The link structure of the web is a large-scale network that you can easily play. Network analysis is a link structure on the web ① We will actually analyze the network acquired. This may take more than 3 hours to spare, so please try it with your heart. Source code etc. are available on Author GitHub.
networkx
from an adjacency matrixNetworkX Network analysis module. --Multiple information can be given to the node edge of the graph. --You can easily perform network analysis such as central / strongly connected component decomposition. --Beautiful visualization.

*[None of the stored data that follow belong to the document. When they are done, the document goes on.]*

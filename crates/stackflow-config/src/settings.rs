//! Settings file schema
//!
//! Every field has a default, so an empty file (or no file at all) is a
//! valid configuration.

use crate::error::{ConfigError, Result};
use serde::{Deserialize, Serialize};
use std::path::{Path, PathBuf};

#[derive(Debug, Clone, PartialEq, Serialize, Deserialize)]
#[serde(default, deny_unknown_fields)]
pub struct Settings {
    /// Maximum concurrent provider calls within one batch
    pub workers: usize,

    pub retry: RetrySettings,

    /// Where the state snapshot lives; `.stackflow/` next to the settings when unset
    #[serde(skip_serializing_if = "Option::is_none")]
    pub state_dir: Option<PathBuf>,

    pub topology: TopologySettings,
}

impl Default for Settings {
    fn default() -> Self {
        Self {
            workers: 4,
            retry: RetrySettings::default(),
            state_dir: None,
            topology: TopologySettings::default(),
        }
    }
}

#[derive(Debug, Clone, PartialEq, Serialize, Deserialize)]
#[serde(default, deny_unknown_fields)]
pub struct RetrySettings {
    pub max_attempts: u32,
    pub initial_delay_ms: u64,
    pub max_delay_ms: u64,
    pub multiplier: f64,
}

impl Default for RetrySettings {
    fn default() -> Self {
        Self {
            max_attempts: 3,
            initial_delay_ms: 1000,
            max_delay_ms: 30000,
            multiplier: 2.0,
        }
    }
}

/// Overrides for the web-tier topology; unset fields keep the built-in values
#[derive(Debug, Clone, Default, PartialEq, Eq, Serialize, Deserialize)]
#[serde(default, deny_unknown_fields)]
pub struct TopologySettings {
    #[serde(skip_serializing_if = "Option::is_none")]
    pub ssh_source_cidr: Option<String>,

    #[serde(skip_serializing_if = "Option::is_none")]
    pub key_name: Option<String>,

    #[serde(skip_serializing_if = "Option::is_none")]
    pub instance_type: Option<String>,

    #[serde(skip_serializing_if = "Option::is_none")]
    pub vpc_cidr: Option<String>,
}

impl Settings {
    /// Parse settings from YAML text
    pub fn from_yaml(content: &str, path: &Path) -> Result<Self> {
        // An empty document deserializes to unit, not to a mapping
        if content.trim().is_empty() {
            return Ok(Self::default());
        }

        let settings: Settings = serde_yaml::from_str(content).map_err(|source| ConfigError::Yaml {
            path: path.to_path_buf(),
            source,
        })?;
        settings.validate()?;
        Ok(settings)
    }

    pub fn validate(&self) -> Result<()> {
        if self.workers == 0 {
            return Err(ConfigError::InvalidValue {
                field: "workers",
                reason: "must be at least 1".to_string(),
            });
        }
        if self.retry.max_attempts == 0 {
            return Err(ConfigError::InvalidValue {
                field: "retry.max_attempts",
                reason: "must be at least 1".to_string(),
            });
        }
        if !self.retry.multiplier.is_finite() || self.retry.multiplier < 1.0 {
            return Err(ConfigError::InvalidValue {
                field: "retry.multiplier",
                reason: format!("{} is not a number >= 1.0", self.retry.multiplier),
            });
        }
        if self.retry.initial_delay_ms > self.retry.max_delay_ms {
            return Err(ConfigError::InvalidValue {
                field: "retry.initial_delay_ms",
                reason: "must not exceed retry.max_delay_ms".to_string(),
            });
        }

        let cidrs = [
            ("topology.ssh_source_cidr", &self.topology.ssh_source_cidr),
            ("topology.vpc_cidr", &self.topology.vpc_cidr),
        ];
        for (field, value) in cidrs {
            if let Some(cidr) = value
                && !is_cidr(cidr)
            {
                return Err(ConfigError::InvalidValue {
                    field,
                    reason: format!("{} is not an IPv4 CIDR block", cidr),
                });
            }
        }

        Ok(())
    }
}

fn is_cidr(value: &str) -> bool {
    let Some((address, prefix)) = value.split_once('/') else {
        return false;
    };
    address.parse::<std::net::Ipv4Addr>().is_ok() && prefix.parse::<u8>().is_ok_and(|p| p <= 32)
}
use std::path::PathBuf;
use thiserror::Error;

#[derive(Error, Debug)]
pub enum ConfigError {
    #[error(
        "Settings file not found. Looked in:\n\
        - current directory: stackflow.local.yaml, .stackflow.local.yaml,\n\
          stackflow.yaml, .stackflow.yaml\n\
        - ./.stackflow/ directory\n\
        - ~/.config/stackflow/stackflow.yaml\n\
        Set STACKFLOW_CONFIG_PATH to point at a file directly"
    )]
    SettingsFileNotFound,

    #[error("Invalid settings in {path}: {source}")]
    Yaml {
        path: PathBuf,
        #[source]
        source: serde_yaml::Error,
    },

    #[error("Invalid setting {field}: {reason}")]
    InvalidValue {
        field: &'static str,
        reason: String,
    },

    #[error("IO error: {0}")]
    Io(#[from] std::io::Error),
}

pub type Result<T> = std::result::Result<T, ConfigError>;
//! Simulated cloud account

use crate::adapter::MemoryAdapter;
use crate::fault::{CallKind, FaultRule};
use serde::Serialize;
use serde_json::{Value, json};
use stackflow_engine::{
    Attributes, CreatedResource, ProviderError, ProviderRegistry, ResolvedProps, ResourceType,
};
use std::collections::{BTreeMap, HashMap};
use std::sync::{Arc, Mutex, MutexGuard, PoisonError};
use std::time::Duration;
use tokio::sync::watch;

pub const REGION: &str = "us-east-1";
pub const ACCOUNT_ID: &str = "123456789012";

/// Properties each resource type must be created with
fn required_props(resource_type: ResourceType) -> &'static [&'static str] {
    match resource_type {
        ResourceType::Network => &[],
        ResourceType::Subnet => &["vpcId"],
        ResourceType::SecurityGroup => &["vpcId"],
        ResourceType::Instance => &["subnetId"],
        ResourceType::LoadBalancer => &["subnets"],
        ResourceType::TargetGroup => &["vpcId"],
        ResourceType::Listener => &["loadBalancerArn", "targetGroupArn"],
    }
}

/// A provider call as seen by the simulated account
#[derive(Debug, Clone, PartialEq, Eq, Serialize)]
pub struct Call {
    pub kind: CallKind,
    pub resource_type: ResourceType,
    /// `name` property for creates, remote id for everything else
    pub target: String,
}

#[derive(Debug, Clone)]
struct RemoteObject {
    resource_type: ResourceType,
    props: ResolvedProps,
    attributes: Attributes,
}

#[derive(Debug, Default)]
struct Inner {
    objects: BTreeMap<String, RemoteObject>,
    sequence: HashMap<ResourceType, u32>,
    calls: Vec<Call>,
    faults: Vec<FaultRule>,
    latency: Duration,
    in_flight: usize,
    peak_in_flight: usize,
}

/// In-memory stand-in for a cloud account.
///
/// Clones share the same account, so a test can keep a handle while the
/// engine drives the adapters.
#[derive(Debug, Clone)]
pub struct MemoryCloud {
    inner: Arc<Mutex<Inner>>,
    /// Number of calls that reached the account
    call_count: Arc<watch::Sender<usize>>,
}

impl Default for MemoryCloud {
    fn default() -> Self {
        let (call_count, _) = watch::channel(0);
        Self {
            inner: Arc::default(),
            call_count: Arc::new(call_count),
        }
    }
}

/// Counts a call as in flight until dropped
pub(crate) struct InFlight {
    inner: Arc<Mutex<Inner>>,
}

impl Drop for InFlight {
    fn drop(&mut self) {
        let mut inner = self.inner.lock().unwrap_or_else(PoisonError::into_inner);
        inner.in_flight = inner.in_flight.saturating_sub(1);
    }
}

impl MemoryCloud {
    pub fn new() -> Self {
        Self::default()
    }

    /// Delay every call by `latency`
    pub fn with_latency(self, latency: Duration) -> Self {
        self.lock().latency = latency;
        self
    }

    fn lock(&self) -> MutexGuard<'_, Inner> {
        self.inner.lock().unwrap_or_else(PoisonError::into_inner)
    }

    /// Registry with one adapter per resource type, all backed by this account
    pub fn registry(&self) -> ProviderRegistry {
        ResourceType::ALL
            .into_iter()
            .fold(ProviderRegistry::new(), |registry, resource_type| {
                registry.with(
                    resource_type,
                    Arc::new(MemoryAdapter::new(self.clone(), resource_type)),
                )
            })
    }

    pub fn inject(&self, rule: FaultRule) {
        self.lock().faults.push(rule);
    }

    pub fn clear_faults(&self) {
        self.lock().faults.clear();
    }

    pub fn calls(&self) -> Vec<Call> {
        self.lock().calls.clone()
    }

    pub fn clear_calls(&self) {
        self.lock().calls.clear();
    }

    pub fn count(&self, kind: CallKind) -> usize {
        self.lock().calls.iter().filter(|c| c.kind == kind).count()
    }

    /// Calls of `kind` made against `target`
    pub fn count_for(&self, kind: CallKind, target: &str) -> usize {
        self.lock()
            .calls
            .iter()
            .filter(|c| c.kind == kind && c.target == target)
            .count()
    }

    /// Highest number of calls that were in flight at the same time
    pub fn peak_concurrency(&self) -> usize {
        self.lock().peak_in_flight
    }

    pub fn object_count(&self) -> usize {
        self.lock().objects.len()
    }

    pub fn contains(&self, remote_id: &str) -> bool {
        self.lock().objects.contains_key(remote_id)
    }

    pub fn attributes(&self, remote_id: &str) -> Option<Attributes> {
        let inner = self.lock();
        inner.objects.get(remote_id).map(|o| o.attributes.clone())
    }

    pub fn props(&self, remote_id: &str) -> Option<ResolvedProps> {
        self.lock().objects.get(remote_id).map(|o| o.props.clone())
    }

    /// Delete an object behind the engine's back
    pub fn remove_out_of_band(&self, remote_id: &str) -> bool {
        self.lock().objects.remove(remote_id).is_some()
    }

    /// Wait until at least `n` calls have reached the account
    pub async fn wait_for_calls(&self, n: usize) {
        let mut count = self.call_count.subscribe();
        let _ = count.wait_for(|made| *made >= n).await;
    }

    /// Record the call, apply faults and mark it in flight
    pub(crate) fn begin(
        &self,
        kind: CallKind,
        resource_type: ResourceType,
        target: &str,
    ) -> Result<(InFlight, Duration), ProviderError> {
        let mut inner = self.lock();
        inner.calls.push(Call {
            kind,
            resource_type,
            target: target.to_string(),
        });
        self.call_count.send_replace(inner.calls.len());

        let matching = inner
            .faults
            .iter()
            .position(|rule| rule.matches(kind, resource_type, target));
        if let Some(index) = matching {
            let error = inner.faults[index].fire();
            tracing::debug!(
                "Injected fault on {} {} {}: {}",
                kind,
                resource_type,
                target,
                error
            );
            inner.faults.retain(|rule| !rule.exhausted());
            return Err(error);
        }

        inner.in_flight += 1;
        inner.peak_in_flight = inner.peak_in_flight.max(inner.in_flight);
        Ok((
            InFlight {
                inner: Arc::clone(&self.inner),
            },
            inner.latency,
        ))
    }

    pub(crate) fn create(
        &self,
        resource_type: ResourceType,
        props: &ResolvedProps,
    ) -> Result<CreatedResource, ProviderError> {
        if let Some(missing) = required_props(resource_type)
            .iter()
            .find(|key| props.get(**key).is_none_or(Value::is_null))
        {
            return Err(ProviderError::permanent(format!(
                "invalid {} configuration: missing {}",
                resource_type, missing
            )));
        }

        let mut inner = self.lock();
        let sequence = inner.sequence.entry(resource_type).or_insert(0);
        *sequence += 1;
        let n = *sequence;

        let name = props
            .get("name")
            .and_then(Value::as_str)
            .unwrap_or(resource_type.as_str())
            .to_string();
        let (remote_id, mut attributes) = materialize(resource_type, n, &name, props);
        attributes.insert("id".to_string(), json!(remote_id));

        inner.objects.insert(
            remote_id.clone(),
            RemoteObject {
                resource_type,
                props: props.clone(),
                attributes: attributes.clone(),
            },
        );
        tracing::debug!("Created {} {} ({})", resource_type, name, remote_id);
        Ok(CreatedResource::new(remote_id, attributes))
    }

    pub(crate) fn read(&self, remote_id: &str) -> Result<Attributes, ProviderError> {
        self.attributes(remote_id)
            .ok_or_else(|| ProviderError::NotFound(remote_id.to_string()))
    }

    pub(crate) fn update(
        &self,
        remote_id: &str,
        props: &ResolvedProps,
    ) -> Result<Attributes, ProviderError> {
        let mut inner = self.lock();
        let object = inner
            .objects
            .get_mut(remote_id)
            .ok_or_else(|| ProviderError::NotFound(remote_id.to_string()))?;
        object.props = props.clone();
        Ok(object.attributes.clone())
    }

    pub(crate) fn delete(&self, remote_id: &str) -> Result<(), ProviderError> {
        match self.lock().objects.remove(remote_id) {
            Some(_) => Ok(()),
            None => Err(ProviderError::NotFound(remote_id.to_string())),
        }
    }
}

fn elb_arn(kind: &str, name: &str, n: u32) -> String {
    format!(
        "arn:aws:elasticloadbalancing:{}:{}:{}/{}/{:016x}",
        REGION, ACCOUNT_ID, kind, name, n
    )
}

/// Remote id and attributes the provider assigns on create
fn materialize(
    resource_type: ResourceType,
    n: u32,
    name: &str,
    props: &ResolvedProps,
) -> (String, Attributes) {
    let prop = |key: &str| props.get(key).cloned().unwrap_or(Value::Null);
    let mut attributes = Attributes::new();

    let remote_id = match resource_type {
        ResourceType::Network => {
            let id = format!("vpc-{:017x}", n);
            attributes.insert("vpcId".into(), json!(id));
            let cidr = props.get("cidr").cloned();
            attributes.insert(
                "cidrBlock".into(),
                cidr.unwrap_or_else(|| json!("10.0.0.0/16")),
            );
            id
        }
        ResourceType::Subnet => {
            let id = format!("subnet-{:017x}", n);
            attributes.insert("subnetId".into(), json!(id));
            attributes.insert("vpcId".into(), prop("vpcId"));
            attributes.insert("cidrBlock".into(), prop("cidr"));
            attributes.insert("availabilityZone".into(), json!(format!("{}a", REGION)));
            id
        }
        ResourceType::SecurityGroup => {
            let id = format!("sg-{:017x}", n);
            attributes.insert("groupId".into(), json!(id));
            attributes.insert("vpcId".into(), prop("vpcId"));
            id
        }
        ResourceType::Instance => {
            let id = format!("i-{:017x}", n);
            attributes.insert("instanceId".into(), json!(id));
            attributes.insert("subnetId".into(), prop("subnetId"));
            let private_ip = format!("10.0.0.{}", 10 + n % 240);
            attributes.insert("privateIp".into(), json!(private_ip));
            attributes.insert("publicIp".into(), json!(format!("54.160.0.{}", n % 250)));
            id
        }
        ResourceType::LoadBalancer => {
            let arn = elb_arn("loadbalancer/app", name, n);
            attributes.insert("loadBalancerArn".into(), json!(arn));
            let dns_name = format!("{}-{}.{}.elb.amazonaws.com", name, 1_000_000 + n, REGION);
            attributes.insert("dnsName".into(), json!(dns_name));
            arn
        }
        ResourceType::TargetGroup => {
            let arn = elb_arn("targetgroup", name, n);
            attributes.insert("targetGroupArn".into(), json!(arn));
            attributes.insert("targetGroupName".into(), json!(name));
            arn
        }
        ResourceType::Listener => {
            let arn = elb_arn("listener/app", name, n);
            attributes.insert("listenerArn".into(), json!(arn));
            arn
        }
    };

    (remote_id, attributes)
}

~~ I couldn't afford to put together the recipes ~~, so I will put together the websites that I referred to.
NetworkX Official Documentation Qiita: [Python] Summary of basic usage of NetworkX 2.0 PyQ: Graph Theory and NetworkX [DATUM STUDIO: I tried to visualize the national surname network with networkx](https://datumstudio.jp/blog/networkx%E3%81%A7%E5%85%A8%E5%9B%BD%E5%90% 8D% E5% AD% 97% E3% 83% 8D% E3% 83% 83% E3% 83% 88% E3% 83% AF% E3% 83% BC% E3% 82% AF% E3% 82% 92% E5% 8F% AF% E8% A6% 96% E5% 8C% 96% E3% 81% 97% E3% 81% A6% E3% 81% BF% E3% 81% 9F)
import.py
from urllib.request import urlopen
from bs4 import BeautifulSoup
import networkx as nx
from tqdm import tqdm_notebook as tqdm
import numpy as np
from scipy import stats
import pandas as pd
pd.options.display.max_colwidth = 500
import seaborn as sns
import matplotlib.pyplot as plt
%matplotlib inline
import re
Network analysis is a link structure on the web ①.
make_graph.py
G = nx.DiGraph()
for i in tqdm(range(len(adj))):
for j in range(len(adj)):
if adj[i][j]==1:
G.add_edge(i,j)
nx.DiGraph()
Create a directed graph.
G.add_edge(i,j)
Add an edge to the graph G
.
~~ There is a smarter way to add it. Yup. ~~
cal_centrality.py
degree = nx.degree_centrality(G)
print("degree completed")
closeness = nx.closeness_centrality(G)
print("closeness completed")
betweenness = nx.betweenness_centrality(G)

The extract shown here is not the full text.